Most guns are test fired at the factory.... then shipped. It's pretty common. You would think they would at least clean it first before shipping, but most do not.


----------



## Anxiety. (May 1, 2007)

That wouldn't surprise me. I don't understand why they wouldn't clean it though. Just like around here they don't even touch the used guns they just throw them under the counter with a tag.


----------



## spacedoggy (May 11, 2006)

This is a good subject. How can you tell if it's new or used. Since they all get test fired you will find residue. If it has been the show model for awhile you will see wear and tear from people handling it. Revolvers will have markings on the cylinder, autos will show some wear if you look at the inside of the slide. When I see stuff like that and I know it has been their show model for some time and I can usually get some taken off the price when I point it out to them. I always ask for one from the back. I field strip each one before I buy it and I could care less if they have a problem with that. I'm investing big dollars for me at least into these guns. I always have my bore light with me also. Certain guns like Glock are packed in their grease that has a copper color to it. I was talking to a Glock rep once who told me not to clean a new Glock until the grease is all gone. 
There are times I can't tell, that's when I walk away from it.

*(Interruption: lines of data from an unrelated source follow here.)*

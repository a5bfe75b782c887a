//! Non-Windows stub desktop (CI + cross-compilation).

use tracing::info;

use crate::buffer::CaptureBuffer;
use crate::desktop::{Desktop, Point, Rect, WindowHandle, WindowSnapshot};
use crate::error::CaptureError;
use crate::CaptureResult;
use wintex_messages::CaptureMode;

/// Desktop with no windows; every capture reports unsupported.
#[derive(Debug, Default)]
pub struct StubDesktop;

impl StubDesktop {
    pub fn new() -> Self {
        info!("StubDesktop in use (non-Windows build); captures are disabled");
        Self
    }
}

impl Desktop for StubDesktop {
    fn snapshot(&self) -> CaptureResult<Vec<WindowSnapshot>> {
        Ok(Vec::new())
    }

    fn window_title(&self, _handle: WindowHandle) -> Option<String> {
        None
    }

    fn capture_window(
        &self,
        _handle: WindowHandle,
        mode: CaptureMode,
        _draw_cursor: bool,
        _reuse: Option<CaptureBuffer>,
    ) -> CaptureResult<CaptureBuffer> {
        Err(CaptureError::Unsupported(mode))
    }

    fn capture_icon(&self, _handle: WindowHandle) -> CaptureResult<CaptureBuffer> {
        Err(CaptureError::Unsupported(CaptureMode::Auto))
    }

    fn capture_cursor(&self, _reuse: Option<CaptureBuffer>) -> CaptureResult<CaptureBuffer> {
        Err(CaptureError::Unsupported(CaptureMode::Auto))
    }

    fn cursor_position(&self) -> Point {
        Point::default()
    }

    fn virtual_screen(&self) -> Rect {
        Rect::default()
    }

    fn supports_graphics_capture(&self) -> bool {
        false
    }
}
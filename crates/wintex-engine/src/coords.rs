//! Desktop-to-scene coordinate conversion.
//!
//! Maps a window rectangle in desktop pixels to scene coordinates centered
//! on the virtual screen, with the y axis flipped (desktop y grows down,
//! scene y grows up) and `base_pixel` desktop pixels per scene unit.

use wintex_capture::Rect;

/// Scene position of a window's center relative to the screen's center.
///
/// Returns `None` when `base_pixel` is zero, negative or non-finite.
pub fn desktop_to_scene(window: Rect, screen: Rect, base_pixel: f32) -> Option<(f32, f32)> {
    if !base_pixel.is_finite() || base_pixel <= 0.0 {
        return None;
    }

    let x = (window.center_x() - screen.center_x()) as f32 / base_pixel;
    let y = (-window.center_y() + screen.center_y()) as f32 / base_pixel;
    Some((x, y))
}
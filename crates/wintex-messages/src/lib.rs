//! Lifecycle messages and shared enums for the wintex capture engine.
//!
//! The engine reports window lifecycle and capture progress through a
//! bounded [`MessageQueue`] that the host drains once per frame.

mod message;
mod types;

pub use message::{Message, MessageKind, MessageQueue};
pub use types::{CaptureMode, CapturePriority};

/// Default capacity of the lifecycle message ring.
pub const DEFAULT_MESSAGE_CAPACITY: usize = 256;

/// Window id used in messages that do not refer to a window (e.g. cursor).
pub const NO_WINDOW_ID: i32 = -1;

I trust them more when I buy at their store. Gun shows I'm very careful. I have started buying over the internet so you get what you get. I have had no problems with Buds and I have complete trust in them, CDNN and Impact guns.
The best advise this BOZO can give you is to take your time and look it over like you do a new car. Sometimes the more you see and point out they will even offer to take some off at times but don't count on it.


----------



## mhiggi02 (Jun 14, 2007)

*An honest business!!*

Good news! I'm dealing with an honest shop - they acknowledged that the one they sold me was used. They apologized profusely for the mistake and are going to ship me a new one on receipt of this used one.


----------



## mhiggi02 (Jun 14, 2007)

Picked up the new PM9 yesterday at a local FFL dealer. Cleaned it last night and took it to the range today. I put 206 rounds through it without a hiccup. The only irregularity that occurred was that the slide failed to lock open on an empty mag after around 110 rounds. All in all, I am VERY pleased with this pistol.


----------



## Theprofessor (Jun 24, 2007)

Wow, I would be contacting that gun store. Thats for sure.


----------